Appena finita la guerra, con la “guerra fredda” alle porte il PCI (il partito forse più legato alla Resistenza) si trovò a fare i conti con gli episodi di vendetta non “autorizzati” di propri militanti e reagì in vario modo. Dapprima negando che quegli atti fossero stati compiuti dai propri compagni, quindi mantenendo il silenzio sulla questione, e infine, organizzando una via di fuga in Jugoslavia e in seguito in Cecoslovacchia, dove alcuni ex partigiani avrebbero vissuto per anni in esilio. Una simile strategia servì in qualche modo a ridurre la tensione, ma non risolse il problema e creò soltanto l’impressione che il PCI avesse qualcosa da nascondere. Nel periodo immediatamente precedente le elezioni dell’Assemblea costituente, sembrò che la Resistenza per il PCI rappresentasse un problema politico. Anche in questo modo va intesa l’amnistia Togliatti: l’inclusione di un atto di clemenza nei confronti dei partigiani in un documento dedicato quasi interamente ai crimini nazisti.
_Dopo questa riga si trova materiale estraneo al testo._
use crate::errors::AppError;
use axum::{
    http::StatusCode,
    response::{IntoResponse, Response},
    Json,
};
use serde::Serialize;
use std::fmt;

#[derive(Serialize)]
struct ErrorBody {
    error: String,
}

#[derive(Debug)]
pub struct ApiError {
    status: StatusCode,
    message: String,
}

impl ApiError {
    pub fn new(status: StatusCode, message: impl Into<String>) -> Self {
        Self {
            status,
            message: message.into(),
        }
    }

    pub fn internal(message: impl Into<String>) -> Self {
        Self::new(StatusCode::INTERNAL_SERVER_ERROR, message)
    }

    pub fn bad_request(message: impl Into<String>) -> Self {
        Self::new(StatusCode::BAD_REQUEST, message)
    }

    pub fn not_found(message: impl Into<String>) -> Self {
        Self::new(StatusCode::NOT_FOUND, message)
    }

    pub fn conflict(message: impl Into<String>) -> Self {
        Self::new(StatusCode::CONFLICT, message)
    }

    pub fn status(&self) -> StatusCode {
        self.status
    }
}

impl fmt::Display for ApiError {
    fn fmt(&self, f: &mut fmt::Formatter<'_>) -> fmt::Result {
        write!(f, "{}: {}", self.status, self.message)
    }
}

impl IntoResponse for ApiError {
    fn into_response(self) -> Response {
        let body = ErrorBody {
            error: self.message,
        };
        (self.status, Json(body)).into_response()
    }
}

impl From<AppError> for ApiError {
    fn from(err: AppError) -> Self {
        match &err {
            AppError::FileLocked => tracing::warn!("data file is locked by another program"),
            e if !e.is_client_error() => tracing::error!("Request failed: {:?}", e),
            _ => {}
        }

        let message = err.to_string();
        match err {
            AppError::Validation(_) => Self::bad_request(message),
            AppError::NotFound(_) | AppError::EmptyProject(_) => Self::not_found(message),
            AppError::Conflict(_) => Self::conflict(message),
            _ => Self::internal(message),
        }
    }
}

#[cfg(test)]
mod tests {
    use super::*;
    use crate::errors::FILE_LOCKED_MESSAGE;

    #[test]
    fn taxonomy_maps_to_status_codes() {
        let cases = [
            (AppError::Validation("x".into()), StatusCode::BAD_REQUEST),
            (AppError::NotFound("x".into()), StatusCode::NOT_FOUND),
            (AppError::EmptyProject("x".into()), StatusCode::NOT_FOUND),
            (AppError::Conflict("x".into()), StatusCode::CONFLICT),
            (AppError::FileLocked, StatusCode::INTERNAL_SERVER_ERROR),
            (AppError::Other("x".into()), StatusCode::INTERNAL_SERVER_ERROR),
        ];
        for (err, status) in cases {
            assert_eq!(ApiError::from(err).status(), status);
        }
    }

    #[test]
    fn locked_file_keeps_its_message() {
        let api = ApiError::from(AppError::FileLocked);
        assert_eq!(api.message, FILE_LOCKED_MESSAGE);
    }
}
Ciò si determinò a causa dei diversi intenti che il PCI e la DC perseguivano con quel provvedimento. Mentre la DC puntava a un’estesa amnistia a favore dei fascisti, Togliatti utilizzò la questione dei partigiani come elemento di contraddizione e contrattazione.
L’IMMEDIATO DOPOGUERRA
Una costante della stampa partigiana nei primi anni dopo la Guerra è il rapporto tra Resistenza e nazione: i frequenti riferimenti alle glorie passate, e in primo luogo al Risorgimento, servivano a giustificare e a spiegare le aspirazioni della Resistenza considerata un «secondo Risorgimento».
Le prime opere memorialistiche venivano solitamente stampate da piccole case editrici, con tirature limitate, ed erano destinate ad un pubblico locale. Uno dei molti esempi in tal senso è il volume di Leo Valiani, Tutte le strade portano a Roma, che rappresenta la prima elaborata articolazione della tesi della «Resistenza tradita». Sempre nello stesso periodo inizia il confronto tra due posizioni che solo decenni dopo troveranno un terreno comune: inizialmente sono gli scritti di Cadorna a sostenere la causa delle forze armate professionali, mentre Luigi Longo, nel suo libro, metteva in rilievo il ruolo svolto dall’«esercito di popolo.».
Nel 1949 Calvino pubblicò una rassegna della letteratura della Resistenza dove parlò di opere come La casa in collina di Cesare Pavese e Uomini e no di Elio Vittorini. La stessa natura episodica della lotta sembra prestarsi alla narrazione breve, alcuni dei migliori esempi di letteratura resistenziale appartengono a questo genere. L’analisi di Calvino prese in esame anche le opere di poesia, rilevando che solo grazie alla figura di Alfonso Gatto, del quale alcuni componimenti circolarono clandestinamente durante la Resistenza, le lettere italiane potevano vantare qualcosa che potesse reggere il confronto con le straordinarie esperienze francesi di quegli anni.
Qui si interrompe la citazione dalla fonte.